**Problem to work on**
No record may be left out; print them all verbatim.

++++ Records for processing

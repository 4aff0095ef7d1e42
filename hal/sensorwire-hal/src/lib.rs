//! Hardware abstraction for sensorwire endpoints
//!
//! Provides the serial link trait the endpoint logic is written against,
//! plus an in-memory loopback implementation for host testing and
//! single-process setups. Board crates implement [`SerialLink`] over their
//! own UART; which transport a board uses (hardware serial, bit-banged
//! pins) never leaks into the core.

#![no_std]
#![deny(unsafe_code)]

pub mod loopback;
pub mod serial;

pub use loopback::{LoopbackError, LoopbackLink};
pub use serial::SerialLink;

++++++++

**Exercise result**
repository 4aff0095ef7d1e42
filename hal/sensorwire-hal/src/lib.rs
//! Hardware abstraction for sensorwire endpoints
//!
//! Provides the serial link trait the endpoint logic is written against,
//! plus an in-memory loopback implementation for host testing and
//! single-process setups. Board crates implement [`SerialLink`] over their
//! own UART; which transport a board uses (hardware serial, bit-banged
//! pins) never leaks into the core.

#![no_std]
#![deny(unsafe_code)]

pub mod loopback;
pub mod serial;

pub use loopback::{LoopbackError, LoopbackLink};
pub use serial::SerialLink;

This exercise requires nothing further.